## [INSTRUCTIONS FOR THE TASK]
Can you quote, word for word, every line from the first line of the records below through the line containing "latest update but", and nothing else?

┌────────

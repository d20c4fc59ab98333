use std::fs;
use std::path::{Path, PathBuf};
use std::sync::Mutex;

use tracing::{info, warn};

use crate::error::{GatewayError, GatewayResult};
use crate::models::account::{now_ms, AccountCredential, AccountState};

/// Durable list of account records with mutable runtime state.
///
/// The whole list is one JSON document, rewritten on every mutation via a
/// temp file and rename so a crash can lose at most the latest update but
/// never corrupt the list. Writes are serialized by the inner mutex.
pub struct AccountStore {
    path: PathBuf,
    inner: Mutex<Vec<AccountState>>,
}

impl AccountStore {
    pub fn open(path: impl Into<PathBuf>) -> GatewayResult<Self> {
        let path = path.into();
        let accounts = if path.exists() {
            let content = fs::read_to_string(&path)?;
            serde_json::from_str::<Vec<AccountState>>(&content)
                .map_err(|e| GatewayError::Store(format!("failed_to_parse_account_state: {e}")))?
        } else {
            Vec::new()
        };
        info!(
            "Account store opened: {} ({} accounts)",
            path.display(),
            accounts.len()
        );
        Ok(Self {
            path,
            inner: Mutex::new(accounts),
        })
    }

    /// Adds records, idempotent by username. Returns how many were new.
    pub fn add(&self, records: Vec<AccountCredential>) -> GatewayResult<usize> {
        let mut accounts = self.lock();
        let mut added = 0;
        for credential in records {
            if accounts
                .iter()
                .any(|a| a.username() == credential.username)
            {
                warn!(
                    "Skipping duplicate account on import: {}",
                    credential.username
                );
                continue;
            }
            accounts.push(AccountState::new(credential));
            added += 1;
        }
        if added > 0 {
            Self::persist(&self.path, &accounts)?;
        }
        Ok(added)
    }

    pub fn delete(&self, username: &str) -> GatewayResult<bool> {
        let mut accounts = self.lock();
        let before = accounts.len();
        accounts.retain(|a| a.username() != username);
        let removed = accounts.len() != before;
        if removed {
            Self::persist(&self.path, &accounts)?;
        }
        Ok(removed)
    }

    pub fn snapshot(&self) -> Vec<AccountState> {
        self.lock().clone()
    }

    pub fn get(&self, username: &str) -> Option<AccountState> {
        self.lock()
            .iter()
            .find(|a| a.username() == username)
            .cloned()
    }

    /// Load-mutate-persist for a single account. Returns false when the
    /// username is unknown.
    pub fn update<F>(&self, username: &str, mutator: F) -> GatewayResult<bool>
    where
        F: FnOnce(&mut AccountState),
    {
        let mut accounts = self.lock();
        let Some(account) = accounts.iter_mut().find(|a| a.username() == username) else {
            return Ok(false);
        };
        mutator(account);
        Self::persist(&self.path, &accounts)?;
        Ok(true)
    }

    /// Applies a mutation to every account, persisting once.
    pub fn update_all<F>(&self, mut mutator: F) -> GatewayResult<()>
    where
        F: FnMut(&mut AccountState),
    {
        let mut accounts = self.lock();
        for account in accounts.iter_mut() {
            mutator(account);
        }
        Self::persist(&self.path, &accounts)
    }

    /// Warm-up candidates: not failed, least-recently-used first with
    /// never-used accounts ahead of everything.
    pub fn login_candidates(&self) -> Vec<AccountState> {
        let mut candidates: Vec<AccountState> = self
            .lock()
            .iter()
            .filter(|a| a.loginable())
            .cloned()
            .collect();
        candidates.sort_by_key(|a| a.last_used.unwrap_or(i64::MIN));
        candidates
    }

    pub fn mark_used(&self, username: &str) -> GatewayResult<bool> {
        self.update(username, |a| a.last_used = Some(now_ms()))
    }

    fn lock(&self) -> std::sync::MutexGuard<'_, Vec<AccountState>> {
        self.inner
            .lock()
            .unwrap_or_else(|poisoned| poisoned.into_inner())
    }

    fn persist(path: &Path, accounts: &[AccountState]) -> GatewayResult<()> {
        let content = serde_json::to_string_pretty(accounts)
            .map_err(|e| GatewayError::Store(format!("failed_to_serialize_accounts: {e}")))?;
        let temp_path = path.with_extension("json.tmp");
        fs::write(&temp_path, content)
            .map_err(|e| GatewayError::Store(format!("failed_to_write_temp_account_file: {e}")))?;
        fs::rename(&temp_path, path)
            .map_err(|e| GatewayError::Store(format!("failed_to_replace_account_file: {e}")))
    }
}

└────────

## [RESPONSE BELOW]
repository d20c4fc59ab98333
use std::fs;
use std::path::{Path, PathBuf};
use std::sync::Mutex;

use tracing::{info, warn};

use crate::error::{GatewayError, GatewayResult};
use crate::models::account::{now_ms, AccountCredential, AccountState};

/// Durable list of account records with mutable runtime state.
///
/// The whole list is one JSON document, rewritten on every mutation via a
/// temp file and rename so a crash can lose at most the latest update but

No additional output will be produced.